The two-week trial in the Court of Chancery in Wilmington, Delaware, kicked off Monday and is being overseen by Vice Chancellor Joseph Slights.
Musk has consistently told the court that the Tesla board primarily handled the SolarCity deal and he was not part of the board committee that negotiated the terms.
On Tuesday, shareholder attorney Randall Baron, however, pressed Musk to explain meeting notes taken by a financial advisor showing Musk suggested the board offer a $28.50 share price for SolarCity. Baron asked whether that conflicted with Musk’s statement that he had fully recused himself from negotiations.
“I was making the obvious point that any offer, if not publicly defensible, will be rejected by SolarCity shareholders,” Musk said.
Central to the case are claims that despite owning only 22% of Tesla, Musk was a controlling shareholder due to his ties to board members and domineering style. If plaintiffs can prove this, it increases the likelihood that the court will conclude the deal was unfair to shareholders.
Musk spoke softly and was subdued throughout his Tuesday testimony. He was more direct than on Monday, when he sometimes offered meandering answers to yes or no questions and sparred with Baron.
Baron pressed Musk to explain why he reviewed deal packets for the Tesla board before they were sent to directors, suggesting the CEO was controlling the flow of information.
“It’s part of the board process to make sure they have full and accurate information,” Musk testified.
As he did on Monday, Musk repeatedly defended the SolarCity deal by saying the solar panel company had to be quickly acquired or find financing to solve its dangerous cash shortage. He argued that drawn-out negotiations by Tesla would have left the company stuck in limbo because those talks prevented SolarCity from seeking outside funding.

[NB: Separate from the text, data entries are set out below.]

//! Hashing utilities
//!
//! Two fingerprint functions are used as fast lookup keys inside the format:
//! the engine's string CRC ([`str_crc32`]) and a 32-bit fold of `CityHash64`
//! over UTF-16LE text ([`city_hash64_utf16_to_u32`]). Neither is ever checked
//! against content on read.

mod city;
mod crc;

pub use city::city_hash64;
pub use crc::str_crc32;

/// Fold `CityHash64` of the UTF-16LE encoding of `s` into 32 bits.
///
/// Empty strings hash to 0. The fold mirrors the engine's 64-to-32 bit
/// `GetTypeHash`: `low + high * 23` with wrapping arithmetic.
#[must_use]
pub fn city_hash64_utf16_to_u32(s: &str) -> u32 {
    if s.is_empty() {
        return 0;
    }

    let bytes: Vec<u8> = s.encode_utf16().flat_map(u16::to_le_bytes).collect();
    let h = city_hash64(&bytes);
    (h as u32).wrapping_add(((h >> 32) as u32).wrapping_mul(23))
}
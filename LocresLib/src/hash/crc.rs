//! Engine string CRC
//!
//! The engine hashes strings one character at a time with every character
//! widened to four little-endian bytes, using the standard reflected CRC-32
//! table. That makes it a plain CRC-32 over the UTF-32-ish expansion of the
//! UTF-16 code units, so `crc32fast` does the heavy lifting.

use crc32fast::Hasher;

/// CRC-32 of a string as the engine's `StrCrc32` computes it.
///
/// Used for namespace/key fingerprints in the `Optimized` layout and for the
/// source string hash of entries created from a translation sheet.
#[must_use]
pub fn str_crc32(s: &str) -> u32 {
    let mut hasher = Hasher::new();
    for unit in s.encode_utf16() {
        hasher.update(&u32::from(unit).to_le_bytes());
    }
    hasher.finalize()
}

#[cfg(test)]
mod tests {
    use super::*;

    #[test]
    fn test_str_crc32_known_values() {
        assert_eq!(str_crc32(""), 0);
        assert_eq!(str_crc32("OK"), 0xd98ad014);
        assert_eq!(str_crc32("UI"), 0x9ef8357c);
        assert_eq!(str_crc32("Cancel"), 0x38947156);
        assert_eq!(str_crc32("Привет"), 0xacb99705);
    }

    #[test]
    fn test_str_crc32_differs_from_byte_crc() {
        // One character is four bytes here, so this is not crc32("OK")
        assert_ne!(str_crc32("OK"), crc32fast::hash(b"OK"));
    }
}
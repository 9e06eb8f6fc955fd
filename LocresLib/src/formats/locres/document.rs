//! Locres document structure definitions

use serde::{Deserialize, Serialize};

use super::version::LocresVersion;

/// Separator between namespace and key in composite keys.
pub const NAMESPACE_SEPARATOR: char = '/';

/// A single localized string.
#[derive(Debug, Clone, PartialEq, Eq, Default, Serialize, Deserialize)]
pub struct LocresEntry {
    /// Key, unique within its namespace in practice (not enforced).
    pub key: String,
    /// The localized text.
    pub value: String,
    /// CRC of the source text, carried verbatim.
    pub source_string_hash: u32,
}

impl LocresEntry {
    pub fn new(key: impl Into<String>, value: impl Into<String>, source_string_hash: u32) -> Self {
        Self {
            key: key.into(),
            value: value.into(),
            source_string_hash,
        }
    }
}

/// A named group of entries.
#[derive(Debug, Clone, PartialEq, Eq, Default, Serialize, Deserialize)]
pub struct LocresNamespace {
    /// Namespace name (may be empty).
    pub name: String,
    pub entries: Vec<LocresEntry>,
}

impl LocresNamespace {
    pub fn new(name: impl Into<String>) -> Self {
        Self {
            name: name.into(),
            entries: Vec::new(),
        }
    }

    /// Append an entry, builder style.
    #[must_use]
    pub fn with_entry(mut self, entry: LocresEntry) -> Self {
        self.entries.push(entry);
        self
    }

    pub fn len(&self) -> usize {
        self.entries.len()
    }

    pub fn is_empty(&self) -> bool {
        self.entries.is_empty()
    }

    /// Find an entry by exact key.
    pub fn get(&self, key: &str) -> Option<&LocresEntry> {
        self.entries.iter().find(|e| e.key == key)
    }

    pub fn get_mut(&mut self, key: &str) -> Option<&mut LocresEntry> {
        self.entries.iter_mut().find(|e| e.key == key)
    }
}

/// An in-memory locres file: ordered namespaces plus the layout it was read with.
///
/// Namespace and entry order is preserved end to end; it decides the on-disk
/// order, string table indices and translation sheet row order.
#[derive(Debug, Clone, PartialEq, Eq, Default, Serialize, Deserialize)]
pub struct LocresDocument {
    pub version: LocresVersion,
    pub namespaces: Vec<LocresNamespace>,
}

impl LocresDocument {
    pub fn new(version: LocresVersion) -> Self {
        Self {
            version,
            namespaces: Vec::new(),
        }
    }

    /// Number of namespaces.
    pub fn len(&self) -> usize {
        self.namespaces.len()
    }

    pub fn is_empty(&self) -> bool {
        self.namespaces.is_empty()
    }

    /// Number of entries across all namespaces.
    pub fn total_count(&self) -> usize {
        self.namespaces.iter().map(LocresNamespace::len).sum()
    }

    pub fn push_namespace(&mut self, namespace: LocresNamespace) {
        self.namespaces.push(namespace);
    }

    /// First namespace with the given name.
    pub fn namespace(&self, name: &str) -> Option<&LocresNamespace> {
        self.namespaces.iter().find(|ns| ns.name == name)
    }

    pub fn namespace_mut(&mut self, name: &str) -> Option<&mut LocresNamespace> {
        self.namespaces.iter_mut().find(|ns| ns.name == name)
    }

    /// Iterate over every entry with its composite key, in document order.
    pub fn entries(&self) -> impl Iterator<Item = (String, &LocresEntry)> + '_ {
        self.namespaces.iter().flat_map(|ns| {
            ns.entries
                .iter()
                .map(move |entry| (composite_key(&ns.name, &entry.key), entry))
        })
    }
}

/// Build the `namespace/key` form used by translation sheets.
///
/// Entries of an empty (or whitespace-only) namespace are keyed by their bare key.
pub fn composite_key(namespace: &str, key: &str) -> String {
    if namespace.trim().is_empty() {
        key.to_string()
    } else {
        format!("{namespace}{NAMESPACE_SEPARATOR}{key}")
    }
}

/// Split a composite key into `(namespace, key)`.
///
/// The namespace is everything before the first separator; keys without one
/// belong to the empty namespace.
pub fn split_composite_key(composite: &str) -> (&str, &str) {
    composite
        .split_once(NAMESPACE_SEPARATOR)
        .unwrap_or(("", composite))
}

#[cfg(test)]
mod tests {
    use super::*;

    fn sample() -> LocresDocument {
        let mut doc = LocresDocument::new(LocresVersion::Compact);
        doc.push_namespace(
            LocresNamespace::new("UI")
                .with_entry(LocresEntry::new("OK", "Yes", 1))
                .with_entry(LocresEntry::new("Cancel", "No", 2)),
        );
        doc.push_namespace(LocresNamespace::new("").with_entry(LocresEntry::new("Title", "Game", 3)));
        doc
    }

    #[test]
    fn test_counts() {
        let doc = sample();
        assert_eq!(doc.len(), 2);
        assert_eq!(doc.total_count(), 3);
        assert!(!doc.is_empty());
        assert!(LocresDocument::default().is_empty());
    }

    #[test]
    fn test_lookup() {
        let mut doc = sample();
        assert_eq!(doc.namespace("UI").and_then(|ns| ns.get("OK")).map(|e| e.value.as_str()), Some("Yes"));
        assert!(doc.namespace("Missing").is_none());

        doc.namespace_mut("UI").unwrap().get_mut("OK").unwrap().value = "Sure".into();
        assert_eq!(doc.namespaces[0].entries[0].value, "Sure");
    }

    #[test]
    fn test_entries_use_composite_keys() {
        let doc = sample();
        let keys: Vec<String> = doc.entries().map(|(key, _)| key).collect();
        assert_eq!(keys, vec!["UI/OK", "UI/Cancel", "Title"]);
    }

    #[test]
    fn test_composite_key_round_trip() {
        assert_eq!(composite_key("Menu", "Start"), "Menu/Start");
        assert_eq!(composite_key("  ", "Start"), "Start");
        assert_eq!(split_composite_key("Menu/Start"), ("Menu", "Start"));
        assert_eq!(split_composite_key("Menu/Sub/Start"), ("Menu", "Sub/Start"));
        assert_eq!(split_composite_key("Start"), ("", "Start"));
    }
}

Legal experts said the judge will be looking for evidence that Musk threatened board members or that directors felt they could not stand up to him. Board members and others involved in the 2016 deal, including Musk’s younger brother Kimbal, will testify beginning as soon as Tuesday.
The company’s directors settled allegations from the same lawsuit last year for $60 million, paid by insurance, without admitting fault.